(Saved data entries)
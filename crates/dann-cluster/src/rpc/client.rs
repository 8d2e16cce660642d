//! RPC client and connection pool.
//!
//! The pool keeps one framed connection per endpoint, connects lazily, and
//! drops a connection on the first transport error so the next request
//! redials. It implements the transport seams consumed by the router, the
//! consistency manager, and the bulk loader.

use super::codec::{read_frame, write_frame};
use super::messages::*;
use crate::consistency::ReplicationTransport;
use crate::loader::LoadTransport;
use crate::router::QueryTransport;
use dann_core::{DannError, IndexOperation, NodeInfo, Result, SearchResult, VectorId};
use dashmap::DashMap;
use std::collections::HashMap;
use std::future::Future;
use std::pin::Pin;
use std::sync::Arc;
use std::time::Duration;
use tokio::net::TcpStream;
use tracing::debug;

/// One framed connection to a peer. Requests are serialized over the
/// connection by a mutex, matching the one-in-one-out framing.
pub struct RpcClient {
    addr: String,
    stream: tokio::sync::Mutex<TcpStream>,
}

impl RpcClient {
    /// Dials `addr` within `connect_timeout`.
    pub async fn connect(addr: &str, connect_timeout: Duration) -> Result<Self> {
        let stream = tokio::time::timeout(connect_timeout, TcpStream::connect(addr))
            .await
            .map_err(|_| DannError::Timeout(connect_timeout.as_millis() as u64))?
            .map_err(|e| DannError::Transient(format!("connect {addr}: {e}")))?;
        stream
            .set_nodelay(true)
            .map_err(|e| DannError::Transient(e.to_string()))?;
        debug!(addr = %addr, "connected");
        Ok(Self {
            addr: addr.to_string(),
            stream: tokio::sync::Mutex::new(stream),
        })
    }

    pub fn addr(&self) -> &str {
        &self.addr
    }

    /// One request/response exchange bounded by `timeout`.
    pub async fn request(&self, request: &RpcRequest, timeout: Duration) -> Result<RpcResponse> {
        let mut stream = self.stream.lock().await;
        tokio::time::timeout(timeout, async {
            write_frame(&mut *stream, request).await?;
            read_frame(&mut *stream).await
        })
        .await
        .map_err(|_| DannError::Timeout(timeout.as_millis() as u64))?
    }
}

/// Lazy connection pool keyed by endpoint.
pub struct RpcClientPool {
    clients: DashMap<String, Arc<RpcClient>>,
    connect_timeout: Duration,
    request_timeout: Duration,
}

impl RpcClientPool {
    pub fn new(connect_timeout: Duration, request_timeout: Duration) -> Arc<Self> {
        Arc::new(Self {
            clients: DashMap::new(),
            connect_timeout,
            request_timeout,
        })
    }

    pub fn connected_count(&self) -> usize {
        self.clients.len()
    }

    /// Drops the pooled connection for an endpoint.
    pub fn disconnect(&self, endpoint: &str) {
        self.clients.remove(endpoint);
    }

    async fn client(&self, endpoint: &str) -> Result<Arc<RpcClient>> {
        if let Some(client) = self.clients.get(endpoint) {
            return Ok(Arc::clone(&client));
        }
        let client = Arc::new(RpcClient::connect(endpoint, self.connect_timeout).await?);
        self.clients.insert(endpoint.to_string(), Arc::clone(&client));
        Ok(client)
    }

    /// Request with automatic connection cleanup on transport failure.
    pub async fn request(&self, endpoint: &str, request: &RpcRequest) -> Result<RpcResponse> {
        let client = self.client(endpoint).await?;
        match client.request(request, self.request_timeout).await {
            Ok(response) => Ok(response),
            Err(e) => {
                self.disconnect(endpoint);
                Err(e)
            }
        }
    }

    // =========================================================================
    // Typed helpers
    // =========================================================================

    /// Cluster-wide search served by whichever node `endpoint` names.
    pub async fn search(
        &self,
        endpoint: &str,
        query: &[f32],
        k: usize,
        timeout_ms: u32,
    ) -> Result<SearchResponse> {
        let request = RpcRequest::Search(SearchRequest {
            query: query.to_vec(),
            k: k as i32,
            consistency_level: Default::default(),
            timeout_ms,
        });
        match self.request(endpoint, &request).await? {
            RpcResponse::Search(response) => Ok(response),
            other => Err(unexpected(other)),
        }
    }

    pub async fn health_check(&self, endpoint: &str) -> Result<HealthResponse> {
        match self.request(endpoint, &RpcRequest::HealthCheck).await? {
            RpcResponse::Health(response) => Ok(response),
            other => Err(unexpected(other)),
        }
    }

    pub async fn get_stats(&self, endpoint: &str) -> Result<StatsResponse> {
        match self.request(endpoint, &RpcRequest::GetStats).await? {
            RpcResponse::Stats(response) => Ok(response),
            other => Err(unexpected(other)),
        }
    }

    pub async fn heartbeat(&self, endpoint: &str, local: &NodeInfo) -> Result<()> {
        let request = RpcRequest::Heartbeat {
            node_id: local.node_id.clone(),
            address: local.address.clone(),
            port: local.port,
        };
        match self.request(endpoint, &request).await? {
            RpcResponse::Ack { success: true, .. } => Ok(()),
            RpcResponse::Ack { error, .. } => Err(DannError::Transient(error)),
            other => Err(unexpected(other)),
        }
    }
}

fn unexpected(response: RpcResponse) -> DannError {
    DannError::Transient(format!("unexpected response variant: {response:?}"))
}

impl QueryTransport for RpcClientPool {
    fn shard_search<'a>(
        &'a self,
        node: &'a NodeInfo,
        query: &'a [f32],
        k: usize,
    ) -> Pin<Box<dyn Future<Output = Result<Vec<SearchResult>>> + Send + 'a>> {
        Box::pin(async move {
            let request = RpcRequest::ShardSearch {
                query: query.to_vec(),
                k: k as u32,
            };
            match self.request(&node.endpoint(), &request).await? {
                RpcResponse::ShardSearch { success: true, results, .. } => Ok(results),
                RpcResponse::ShardSearch { error, .. } => Err(DannError::Transient(error)),
                other => Err(unexpected(other)),
            }
        })
    }
}

impl ReplicationTransport for RpcClientPool {
    fn send_operation<'a>(
        &'a self,
        node: &'a NodeInfo,
        op: &'a IndexOperation,
    ) -> Pin<Box<dyn Future<Output = Result<()>> + Send + 'a>> {
        Box::pin(async move {
            let request = RpcRequest::ApplyOperation(op.clone());
            match self.request(&node.endpoint(), &request).await? {
                RpcResponse::Ack { success: true, .. } => Ok(()),
                RpcResponse::Ack { error, .. } => Err(DannError::Transient(error)),
                other => Err(unexpected(other)),
            }
        })
    }

    fn sync_versions<'a>(
        &'a self,
        node: &'a NodeInfo,
        versions: &'a HashMap<i64, u64>,
    ) -> Pin<Box<dyn Future<Output = Result<Vec<IndexOperation>>> + Send + 'a>> {
        Box::pin(async move {
            let request = RpcRequest::SyncVersions {
                versions: versions.clone(),
            };
            match self.request(&node.endpoint(), &request).await? {
                RpcResponse::Operations(ops) => Ok(ops),
                other => Err(unexpected(other)),
            }
        })
    }
}

impl LoadTransport for RpcClientPool {
    fn add_vectors<'a>(
        &'a self,
        node: &'a NodeInfo,
        vectors: &'a [f32],
        ids: &'a [VectorId],
        batch_size: usize,
    ) -> Pin<Box<dyn Future<Output = Result<u64>> + Send + 'a>> {
        Box::pin(async move {
            let dim = if ids.is_empty() { 0 } else { vectors.len() / ids.len() };
            let entries: Vec<VectorEntry> = ids
                .iter()
                .enumerate()
                .map(|(i, &id)| VectorEntry {
                    id,
                    data: vectors[i * dim..(i + 1) * dim].to_vec(),
                })
                .collect();
            let request = RpcRequest::AddVectors(AddVectorsRequest {
                vectors: entries,
                batch_size: batch_size as i32,
                overwrite_existing: false,
            });
            match self.request(&node.endpoint(), &request).await? {
                RpcResponse::AddVectors(response) if response.success => Ok(response.added_count),
                RpcResponse::AddVectors(response) => Err(DannError::Transient(response.error)),
                other => Err(unexpected(other)),
            }
        })
    }
}

impl std::fmt::Debug for RpcClientPool {
    fn fmt(&self, f: &mut std::fmt::Formatter<'_>) -> std::fmt::Result {
        f.debug_struct("RpcClientPool")
            .field("connected", &self.clients.len())
            .field("connect_timeout", &self.connect_timeout)
            .field("request_timeout", &self.request_timeout)
            .finish()
    }
}

// =============================================================================
// Tests
// =============================================================================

WORK INSTRUCTION: Search the records for the string "local" and return every line in which it occurs.

PROBLEM SOLUTION:
    pub async fn heartbeat(&self, endpoint: &str, local: &NodeInfo) -> Result<()> {
            node_id: local.node_id.clone(),
            address: local.address.clone(),
            port: local.port,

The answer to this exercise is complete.